Monday, March 8, 2010

Mandatory Minimum Sentencing

Read this article:

By Cedric Dean
Did you know since the enactment of mandatory minimum sentencing for drug users, the Federal Bureau of Prisons budget increased from $220 million in 1986 to $5.4 billion in 2008.

You are white and you think you aren't racist, right? So did I...now consider this:

We whites hope that the reason so many blacks are in prison is just because so many blacks committed crimes. Of course, we admit that police do racial profiling, and that a black man who does the same crime is more likely to be charged, convicted, and given a longer sentence.

But consider this. What if blacks in the USA, for whatever reasons (past discrimination, bad welfare policies which encouraged the creation of fatherless children, past slavery), are statistically more likely to throw a punch, join a gang, or sell drugs? This is not a racist observation on its own, but what is racist is our response: then throw them all in prison!

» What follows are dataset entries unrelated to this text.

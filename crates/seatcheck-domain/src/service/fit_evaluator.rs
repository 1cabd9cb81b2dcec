//! Under-seat fit evaluation
//!
//! Compares a bag against an airline's personal-item or pet-carrier
//! envelope. Pure function of its inputs; the comparison is inclusive, so a
//! bag exactly at the limit fits.

use serde::Serialize;

use seatcheck_types::{Error, Result};

use crate::model::{Airline, AirlineLimits, Axis, Dimensions};

pub const PET_CARRIERS_NOT_ALLOWED: &str = "Pet carriers not allowed";
pub const PET_CARRIER_POLICY_UNCLEAR: &str = "Pet carrier policy unclear";

/// Outcome of a fit check
#[derive(Debug, Clone, PartialEq, Eq, Serialize)]
#[serde(tag = "status", content = "axes", rename_all = "snake_case")]
pub enum FitVerdict {
    Fits,
    /// Exceeded axes, always in length, width, height order
    Exceeds(Vec<Axis>),
    PetCarriersNotAllowed,
    /// Carriers are allowed but the airline publishes no carrier envelope
    PetCarrierPolicyUnclear,
}

impl FitVerdict {
    pub fn fits(&self) -> bool {
        matches!(self, FitVerdict::Fits)
    }

    /// Sentinel reason for categorical (non-dimensional) failures
    pub fn reason(&self) -> Option<&'static str> {
        match self {
            FitVerdict::PetCarriersNotAllowed => Some(PET_CARRIERS_NOT_ALLOWED),
            FitVerdict::PetCarrierPolicyUnclear => Some(PET_CARRIER_POLICY_UNCLEAR),
            FitVerdict::Fits | FitVerdict::Exceeds(_) => None,
        }
    }

    /// Flat list form: axis names, or the single sentinel reason
    pub fn exceeds_in(&self) -> Vec<String> {
        match self {
            FitVerdict::Fits => Vec::new(),
            FitVerdict::Exceeds(axes) => axes.iter().map(|a| a.name().to_string()).collect(),
            other => other.reason().map(str::to_string).into_iter().collect(),
        }
    }
}

/// Evaluate a bag (centimeters, already validated) against an airline's limits.
///
/// Returns `None` when a regular personal item is checked against an airline
/// without a complete personal-item envelope; callers must reject that
/// request instead of inventing a verdict.
pub fn evaluate_fit(bag: &Dimensions, is_pet_carrier: bool, limits: &AirlineLimits) -> Option<FitVerdict> {
    if is_pet_carrier {
        if !limits.pet_carrier_allowed {
            return Some(FitVerdict::PetCarriersNotAllowed);
        }
        // No fallback to the regular envelope
        return Some(match &limits.pet_carrier {
            Some(max) => compare(bag, max),
            None => FitVerdict::PetCarrierPolicyUnclear,
        });
    }

    limits.personal_item.as_ref().map(|max| compare(bag, max))
}

/// [`evaluate_fit`] against a stored airline, mapping a missing envelope to
/// [`Error::DimensionsUnavailable`].
pub fn check_airline(bag: &Dimensions, is_pet_carrier: bool, airline: &Airline) -> Result<FitVerdict> {
    evaluate_fit(bag, is_pet_carrier, &airline.limits())
        .ok_or_else(|| Error::DimensionsUnavailable(airline.iata_code.clone()))
}

fn compare(bag: &Dimensions, max: &Dimensions) -> FitVerdict {
    let exceeded: Vec<Axis> = Axis::ALL
        .into_iter()
        .filter(|&axis| bag.get(axis) > max.get(axis))
        .collect();

    if exceeded.is_empty() {
        FitVerdict::Fits
    } else {
        FitVerdict::Exceeds(exceeded)
    }
}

Why is that racist? Because we are doing the wrong thing: overcriminalizing (so, possession of a small amount of pot is not a civil offense, but a horrid crime, and throwing a punch for someone insulting your mother is a very serious crime when it might just be what the fellow had coming...) and, particularly, over-imprisoning. Many small criminals could be dealt with through various kinds of intervention and supervision far short of a penitentiary. But we don't do that. Instead, we shove the black race behind bars.

Simple solution, right? If it was that high of percentage of whites who were behind bars, we would find a new solution. Ergo, its racist intent or racist neglect (it isn't whites, so who cares attitude) that causes whites to let so many blacks rot in prison.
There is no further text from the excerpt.